Paul knows the law forward and backward and inside out, up
and down and left and right, and when you read (you don’t even need to study
deeply, you just casually read Romans through Philemon) he’s the one who
declares that the law works wrath; the law pronounces guilt, provokes sin, defeats
us, exposes lack, kills, fades in glory, strengthens sin, pronounces curses, enslaves,
satisfies the flesh.
Paul says the law was made for sinners. Paul never says the
law was intended for the saints or for the sanctified. Paul says the law was
made for sinners. The law says “do, work,” over and over again.
You read Paul’s epistles and he does not say kind things
about the law, except perhaps in Romans 7:
But what’s the problem? It’s weak in the flesh. The law didn’t
help Israel; the law will not help a Believer in this current dispensation of
grace.
Now conversely, if Paul says such negative things about the
law and the law system and the law principle, he’s the hyper-grace Apostle. He’s
the one who uses language about the abounding grace of Almighty God.

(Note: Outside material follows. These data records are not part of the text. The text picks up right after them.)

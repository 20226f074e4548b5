//! Custom Axum extractors

use std::sync::Arc;

use axum::extract::rejection::{JsonRejection, QueryRejection};
use axum::extract::{FromRequest, FromRequestParts, Path, Query, Request};
use axum::http::request::Parts;
use axum::Json;
use serde::de::DeserializeOwned;
use uuid::Uuid;

use super::error::ApiError;
use super::server::AppState;
use crate::models::{NewsId, UserId, ValidationError};

/// Extract and validate a news id from path
pub struct ValidNewsId(pub NewsId);

impl<S> FromRequestParts<S> for ValidNewsId
where
    S: Send + Sync,
{
    type Rejection = ApiError;

    async fn from_request_parts(parts: &mut Parts, state: &S) -> Result<Self, Self::Rejection> {
        let Path(id): Path<String> = Path::from_request_parts(parts, state)
            .await
            .map_err(|_| ApiError::Validation(ValidationError::Empty { field: "id" }))?;

        Ok(Self(NewsId::parse(&id)?))
    }
}

/// The authenticated user, as forwarded by the upstream auth layer.
///
/// Read from the header configured in `ServerConfig::user_header`.
pub struct CurrentUser(pub UserId);

impl FromRequestParts<Arc<AppState>> for CurrentUser {
    type Rejection = ApiError;

    async fn from_request_parts(
        parts: &mut Parts,
        state: &Arc<AppState>,
    ) -> Result<Self, Self::Rejection> {
        let value = parts
            .headers
            .get(&state.user_header)
            .ok_or(ApiError::Unauthorized)?;

        let id = value
            .to_str()
            .ok()
            .and_then(|s| Uuid::parse_str(s.trim()).ok())
            .ok_or_else(|| {
                tracing::debug!(header = %state.user_header, "malformed user header");
                ApiError::Unauthorized
            })?;

        Ok(Self(UserId(id)))
    }
}

/// JSON body whose rejections render as [`ApiError`] instead of plain text.
pub struct JsonBody<T>(pub T);

impl<S, T> FromRequest<S> for JsonBody<T>
where
    S: Send + Sync,
    T: DeserializeOwned,
{
    type Rejection = ApiError;

    async fn from_request(req: Request, state: &S) -> Result<Self, Self::Rejection> {
        match Json::<T>::from_request(req, state).await {
            Ok(Json(value)) => Ok(Self(value)),
            Err(rejection) => Err(rejection.into()),
        }
    }
}

impl From<JsonRejection> for ApiError {
    fn from(rejection: JsonRejection) -> Self {
        Self::BadRequest {
            message: rejection.body_text(),
        }
    }
}

/// Query string whose rejections render as [`ApiError`] instead of plain text.
pub struct QueryParams<T>(pub T);

impl<S, T> FromRequestParts<S> for QueryParams<T>
where
    S: Send + Sync,
    T: DeserializeOwned,
{
    type Rejection = ApiError;

    async fn from_request_parts(parts: &mut Parts, state: &S) -> Result<Self, Self::Rejection> {
        let Query(value) = Query::<T>::from_request_parts(parts, state).await?;
        Ok(Self(value))
    }
}

impl From<QueryRejection> for ApiError {
    fn from(rejection: QueryRejection) -> Self {
        Self::BadRequest {
            message: rejection.body_text(),
        }
    }
}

Paul’s the one who uses these superlatives. He describes the
riches of God’s grace; the Apostle Paul he couldn’t get ENOUGH of the grace of
God. The liberty that’s found in the grace of God and over and over and over
Paul does not extoll his abilities via the law. He adores the Savior who has
done all on our behalf because of his grace.
Our position in Christ is unconditional. It’s based on love.
Christ is our peace, He’s our victor, our completeness, our life, our glory,
our righteousness, our strength, our perfection. We have all of our blessings
in Him. Christ is our sanctification, He seals our pardon, we go on and on and
on. We’re accepted in the Beloved.
So, the first sign of an abusive church is one who seeks to
enslave the Believer by imposing the Mosaic law program or a system of
legalism, where unfortunately they’re going to add to it and they’re going to have
their list of requirements and expectations if you’re going to be a member of
the quote unquote “assembly.”
Conversely, the first characteristic of a healthy church
ministry today is one who recognizes and relishes the liberty that we have in
Christ Jesus.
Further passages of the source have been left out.